Feature #22011
openHash tables with swiss table
Description
This change adds a Swiss-table-inspired probing layer to Ruby's core st_table, and shrinks st_table_entry from 24 B to 16 B by moving the stored hash into a parallel array. It is built and enabled by default; --disable-swiss-st reverts to the original st.c. The public ABI of struct st_table and the iteration-order guarantee are preserved.
Motivation¶
Hashes are everywhere in Ruby — instance-variable tables, ivar shapes, constant tables, JSON/HTTP/AR rows, every params, every to_h. Profiles of Rails-shaped workloads spend a meaningful fraction of CPU inside st_lookup and st_insert. Two pain points stood out in the upstream implementation:
-
Probe loops are branch-heavy. Every step of the perturb chain loads a bin, fetches the entry it points to, compares the full
st_hash_t(8 B) and only then callseql?. On a miss that is several dependent loads per probe with no way to fast-reject groups of slots in parallel. -
st_table_entryis 24 B. The(hash, key, record)triple gets one cache line per ~2.5 entries. Iteration and equality scans burn through L1 quickly, and Ruby programs typically hold a lot of small-to-mid-sized hashes (so per-table overhead matters).

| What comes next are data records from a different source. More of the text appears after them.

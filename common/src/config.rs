pub const VERSION: &str = env!("CARGO_PKG_VERSION");

// 12 decimals
pub const COIN_DECIMALS: u8 = 12;
// 10^12 atomic units represent one coin
pub const COIN_VALUE: u64 = 10u64.pow(COIN_DECIMALS as u32);

// OK status in communication-layer acknowledgements
pub const STATUS_OK: u8 = 0;

// Every payment-scoped context entry lives this long unless refreshed
pub const DEFAULT_RTA_TX_TTL_SECONDS: u64 = 60;
// Bound for outbound multicast/broadcast/ledger calls
pub const DEFAULT_NETWORK_TIMEOUT_SECONDS: u64 = 10;
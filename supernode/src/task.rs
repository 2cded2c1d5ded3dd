//! Per-message task runtime.
//!
//! Every inbound message spawns one task. A handler is a pure transition
//! function `(state, input, task context) -> (next state, step)`; the driver
//! owns all I/O. `Ack` hands a reply to the HTTP layer and re-invokes the
//! handler afterwards, detached from the caller; `Send` performs an outbound
//! call and re-invokes the handler with the reply; `Finish` ends the task.
//! Panics inside a transition are caught at this boundary and surface as an
//! internal error, so no task can unwind past the router.

use std::{panic::AssertUnwindSafe, sync::Arc};

use futures::future::BoxFuture;
use futures::FutureExt;
use log::{debug, error};
use rta_common::{api::SendRawTxRequest, api::CommRequest, context::Context, rpc::RpcError};
use serde_json::Value;

use crate::transport::Transport;

/// What a task is invoked with.
pub enum TaskInput {
    /// The raw body of the inbound message, on first invocation.
    Delivery(Vec<u8>),
    /// Re-invocation after an `Ack` was handed to the caller.
    Resumed,
    /// The reply of the outbound call requested by `Send`.
    TransportReply(Value),
}

/// An outbound call requested by a handler.
#[derive(Debug, Clone)]
pub enum OutboundCall {
    Multicast(CommRequest),
    Broadcast(CommRequest),
    SendRawTx(SendRawTxRequest),
}

/// What the driver must do after a transition.
#[derive(Debug)]
pub enum Step {
    /// Reply to the caller now, then re-invoke the handler detached.
    Ack(Value),
    /// Perform the outbound call, then re-invoke with its reply.
    Send(OutboundCall),
    /// Reply to the caller (or, when detached, log) and end the task.
    Finish(Value),
}

/// A protocol state machine. Transitions must not block; all I/O goes
/// through the returned [`Step`].
pub trait TaskHandler: Send + Sync + 'static {
    type State: Copy + Default + Send + 'static;

    fn step(
        &self,
        state: Self::State,
        input: TaskInput,
        task: &mut Context,
    ) -> Result<(Self::State, Step), RpcError>;
}

/// Result of driving a task up to its first reply. When the handler acked
/// early, the rest of the task is returned as a future for the caller to
/// spawn.
pub struct TaskOutcome {
    pub reply: Value,
    pub background: Option<BoxFuture<'static, ()>>,
}

impl std::fmt::Debug for TaskOutcome {
    fn fmt(&self, f: &mut std::fmt::Formatter<'_>) -> std::fmt::Result {
        f.debug_struct("TaskOutcome")
            .field("reply", &self.reply)
            .field("background", &self.background.is_some())
            .finish()
    }
}

fn invoke<H: TaskHandler>(
    handler: &H,
    state: H::State,
    input: TaskInput,
    task: &mut Context,
) -> Result<(H::State, Step), RpcError> {
    std::panic::catch_unwind(AssertUnwindSafe(|| handler.step(state, input, task)))
        .unwrap_or_else(|_| {
            error!("handler panicked, translating to internal error");
            Err(RpcError::Internal("unexpected handler failure".into()))
        })
}

async fn perform(transport: &dyn Transport, call: &OutboundCall) -> Result<Value, RpcError> {
    let result = match call {
        OutboundCall::Multicast(request) => transport.multicast(request).await,
        OutboundCall::Broadcast(request) => transport.broadcast(request).await,
        OutboundCall::SendRawTx(request) => transport.send_raw_transaction(request).await,
    };
    result.map_err(|e| RpcError::Internal(format!("transport call failed: {:#}", e)))
}

/// Drive a task until it produces a reply for the caller. Outbound calls
/// issued before the first reply run inline; everything after an `Ack` is
/// returned as a detached continuation.
pub async fn dispatch<H: TaskHandler>(
    handler: Arc<H>,
    transport: Arc<dyn Transport>,
    body: Vec<u8>,
) -> Result<TaskOutcome, RpcError> {
    let mut task = Context::new();
    let mut state = H::State::default();
    let mut input = TaskInput::Delivery(body);
    loop {
        let (next, step) = invoke(handler.as_ref(), state, input, &mut task)?;
        state = next;
        match step {
            Step::Finish(reply) => {
                return Ok(TaskOutcome {
                    reply,
                    background: None,
                })
            }
            Step::Ack(reply) => {
                let continuation = run_detached(handler, transport, state, task).boxed();
                return Ok(TaskOutcome {
                    reply,
                    background: Some(continuation),
                });
            }
            Step::Send(call) => {
                let reply = perform(transport.as_ref(), &call).await?;
                input = TaskInput::TransportReply(reply);
            }
        }
    }
}

/// Continuation of a task after its caller was acked. Errors terminate the
/// task and are logged; there is nobody left to answer.
async fn run_detached<H: TaskHandler>(
    handler: Arc<H>,
    transport: Arc<dyn Transport>,
    mut state: H::State,
    mut task: Context,
) {
    let mut input = TaskInput::Resumed;
    loop {
        match invoke(handler.as_ref(), state, input, &mut task) {
            Err(e) => {
                error!("detached task failed: {:#} (code {})", e, e.get_code());
                return;
            }
            Ok((next, step)) => {
                state = next;
                match step {
                    Step::Finish(_) => {
                        debug!("detached task finished");
                        return;
                    }
                    Step::Ack(_) => {
                        // nobody to ack anymore, continue the machine
                        input = TaskInput::Resumed;
                    }
                    Step::Send(call) => match perform(transport.as_ref(), &call).await {
                        Ok(reply) => input = TaskInput::TransportReply(reply),
                        Err(e) => {
                            error!("detached task transport failure: {:#}", e);
                            return;
                        }
                    },
                }
            }
        }
    }
}

#[cfg(test)]
mod tests {
    use super::*;
    use crate::transport::MockTransport;
    use serde_json::json;

    #[derive(Default, Clone, Copy)]
    enum EchoState {
        #[default]
        First,
        Second,
    }

    struct EchoHandler;

    impl TaskHandler for EchoHandler {
        type State = EchoState;

        fn step(
            &self,
            state: Self::State,
            input: TaskInput,
            _task: &mut Context,
        ) -> Result<(Self::State, Step), RpcError> {
            match (state, input) {
                (EchoState::First, TaskInput::Delivery(body)) => Ok((
                    EchoState::Second,
                    Step::Send(OutboundCall::SendRawTx(SendRawTxRequest {
                        tx_as_hex: String::from_utf8(body).unwrap_or_default(),
                        do_not_relay: false,
                    })),
                )),
                (EchoState::Second, TaskInput::TransportReply(reply)) => {
                    Ok((EchoState::Second, Step::Finish(reply)))
                }
                _ => Err(RpcError::Internal("unexpected input".into())),
            }
        }
    }

    struct PanickingHandler;

    impl TaskHandler for PanickingHandler {
        type State = EchoState;

        fn step(
            &self,
            _state: Self::State,
            _input: TaskInput,
            _task: &mut Context,
        ) -> Result<(Self::State, Step), RpcError> {
            panic!("boom");
        }
    }

    #[tokio::test]
    async fn test_send_then_finish() {
        let transport = Arc::new(MockTransport::default());
        transport.push_ledger_reply(json!({"status": "OK"}));
        let outcome = dispatch(Arc::new(EchoHandler), transport.clone(), b"aa".to_vec())
            .await
            .unwrap();
        assert!(outcome.background.is_none());
        assert_eq!(outcome.reply["status"], "OK");
        assert_eq!(transport.ledger_calls().len(), 1);
    }

    #[tokio::test]
    async fn test_panic_becomes_internal_error() {
        let transport = Arc::new(MockTransport::default());
        let err = dispatch(Arc::new(PanickingHandler), transport, Vec::new())
            .await
            .unwrap_err();
        assert_eq!(err.get_code(), -32603);
    }
}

The Swiss-table family of designs (Abseil flat_hash_map, Rust hashbrown) addresses (1) with a 1-byte-per-slot control array that lets a single SIMD/SWAR comparison reject or short-list 8 slots at once. We borrow that idea but keep Ruby's two-array layout (so we don't break ABI or insertion order) and add a third, parallel ctrl[] byte array. We then attack (2) by also extracting the hash field out of st_table_entry into its own parallel uint32_t hashes[] array.
Changes¶
- Adds
ST_USE_SWISS_BINS, enabled underRUBY_EXPORT, disabled otherwise soparser_st.ckeeps the old-compatible layout. - Removes the stored hash field from st_table_entry in the Swiss path and stores hashes in a side array after entries, using 32-bit stored hashes.
- Introduces packed Swiss bin groups: 8 control bytes plus 8 bin indexes per group.
- Adds Swiss probing via control-byte matching, using 7-bit h2 fingerprints for candidate filtering.
- Packs bins after entries when possible, reducing separate allocation pressure.
- Updates allocation, copy, free, memsize, rebuild, rehash, insert, delete, shift, lookup, foreach, keys, and values paths to go through hash/bin abstraction macros.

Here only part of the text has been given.